Lear's second big TV sitcom, Sanford and Son, was also based on a British sitcom, Steptoe and Son,[31] about a west London junk dealer and his son. Lear changed the setting to the Watts section of Los Angeles and the characters to African Americans, and the NBC show Sanford and Son was an instant hit.[32] Numerous hit shows followed thereafter, including Maude, The Jeffersons (both spin-offs of All in the Family), One Day at a Time, and Good Times (which is a spinoff of Maude).[33]
Most of these Lear sitcoms share three features: they were shot on videotape in place of film, used a live studio audience, and dealt with current social and political issues.[34] Maude is generally considered to be based on Lear's wife Frances, which she confirmed, with Charlie Hauck serving as main producer and writer.[35][36]

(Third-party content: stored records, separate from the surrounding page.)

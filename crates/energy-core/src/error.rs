//! Error types for validation, model loading and inference

use crate::params::ValueRange;
use serde::Serialize;
use std::fmt;
use thiserror::Error;

/// Why a raw parameter value was rejected
#[derive(Debug, Clone, Copy, PartialEq, Eq, Serialize)]
#[serde(rename_all = "snake_case")]
pub enum ValidationErrorKind {
    /// Value lies outside the field's closed range
    OutOfRange,
    /// Integer field received a fractional value
    NotInteger,
    /// NaN or infinite value
    NotFinite,
}

impl fmt::Display for ValidationErrorKind {
    fn fmt(&self, f: &mut fmt::Formatter<'_>) -> fmt::Result {
        let text = match self {
            ValidationErrorKind::OutOfRange => "out of range",
            ValidationErrorKind::NotInteger => "not a whole number",
            ValidationErrorKind::NotFinite => "not a finite number",
        };
        f.write_str(text)
    }
}

/// Field-level rejection of a raw parameter value
#[derive(Debug, Clone, Copy, PartialEq, Error, Serialize)]
#[error("invalid {field}: {value} is {kind}, expected {expected_range}")]
pub struct ValidationError {
    pub field: &'static str,
    pub value: f64,
    pub expected_range: ValueRange,
    pub kind: ValidationErrorKind,
}

/// Failure of a single inference call
#[derive(Debug, Clone, PartialEq, Error)]
pub enum InferenceError {
    #[error("model unavailable: {0}")]
    ModelUnavailable(String),

    #[error("unexpected model output shape: {0}")]
    UnexpectedOutputShape(String),

    #[error("invalid prediction value: {0}")]
    InvalidPredictionValue(f64),

    #[error("model failure: {0}")]
    ModelFailure(String),
}

impl InferenceError {
    /// Stable machine-readable reason code
    pub fn reason(&self) -> &'static str {
        match self {
            InferenceError::ModelUnavailable(_) => "model_unavailable",
            InferenceError::UnexpectedOutputShape(_) => "unexpected_output_shape",
            InferenceError::InvalidPredictionValue(_) => "invalid_prediction_value",
            InferenceError::ModelFailure(_) => "model_failure",
        }
    }
}

/// Either half of the raw-input-to-estimate pipeline can fail
#[derive(Debug, Clone, PartialEq, Error)]
pub enum EstimateError {
    #[error(transparent)]
    Validation(#[from] ValidationError),

    #[error(transparent)]
    Inference(#[from] InferenceError),
}

/// Failure to load a model artifact at startup
#[derive(Debug, Error)]
pub enum ModelLoadError {
    #[error("no model path configured")]
    MissingPath,

    #[error("failed to read model artifact {path}: {source}")]
    Io {
        path: String,
        #[source]
        source: std::io::Error,
    },

    #[error("model checksum mismatch: expected {expected}, got {actual}")]
    ChecksumMismatch { expected: String, actual: String },

    #[error("cannot infer model format from {0}, set the format explicitly")]
    UnknownFormat(String),

    #[error("failed to parse model artifact: {0}")]
    Parse(#[from] serde_json::Error),

    #[error("failed to load ONNX model: {0}")]
    Onnx(String),

    #[error("invalid model artifact: {0}")]
    InvalidArtifact(String),
}

/// Invalid post-processing configuration
#[derive(Debug, Clone, PartialEq, Error)]
pub enum ConfigError {
    #[error("cooling share must lie within [0, 1], got {0}")]
    CoolingShareOutOfRange(f64),

    #[error("impact weight for {field} must be finite and non-negative, got {value}")]
    InvalidImpactWeight { field: &'static str, value: f64 },
}

#[cfg(test)]
mod tests {
    use super::*;

    #[test]
    fn test_reason_codes() {
        assert_eq!(
            InferenceError::ModelUnavailable("missing".into()).reason(),
            "model_unavailable"
        );
        assert_eq!(
            InferenceError::UnexpectedOutputShape("2 rows".into()).reason(),
            "unexpected_output_shape"
        );
        assert_eq!(
            InferenceError::InvalidPredictionValue(f64::NAN).reason(),
            "invalid_prediction_value"
        );
        assert_eq!(InferenceError::ModelFailure("boom".into()).reason(), "model_failure");
    }

    #[test]
    fn test_validation_error_message_names_field() {
        let err = ValidationError {
            field: "wall_area",
            value: 500.0,
            expected_range: ValueRange::new(294.0, 416.0),
            kind: ValidationErrorKind::OutOfRange,
        };
        let msg = err.to_string();
        assert!(msg.contains("wall_area"), "message was {}", msg);
        assert!(msg.contains("[294, 416]"), "message was {}", msg);
    }
}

Lear's longtime producing partner was Bud Yorkin, who also produced All in the Family, Sanford and Son, What's Happening!!, Maude, and The Jeffersons.[37] Yorkin split with Lear in 1975. He started a production company with writers and producers Saul Turteltaub and Bernie Orenstein; however, only two of their shows lasted longer than a year: What's Happening!! and Carter Country. The Lear/Yorkin company was known as Tandem Productions and was founded in 1958. Lear and talent agent Jerry Perenchio founded T.A.T. Communications ("T.A.T." stood for the Yiddish phrase tuchus affen tisch, "putting one's ass on the line".[38]) in 1974, which co-existed with Tandem Productions and was often referred to in periodicals as Tandem/T.A.T. The Lear organization was one of the most successful independent TV producers of the 1970s.[39] TAT produced the influential and award-winning 1981 film The Wave about Ron Jones' social experiment.[40]
Lear also developed the cult favorite TV series Mary Hartman, Mary Hartman (MH MH) which was turned down by the networks as "too controversial" and placed it into first run syndication with 128 stations in January 1976. A year later, he added another program into first-run syndication along with MH MH, All That Glitters. He planned in 1977 to offer three hours of prime-time Saturday programming directly having stations place his production company in the position of an occasional network.[21][41]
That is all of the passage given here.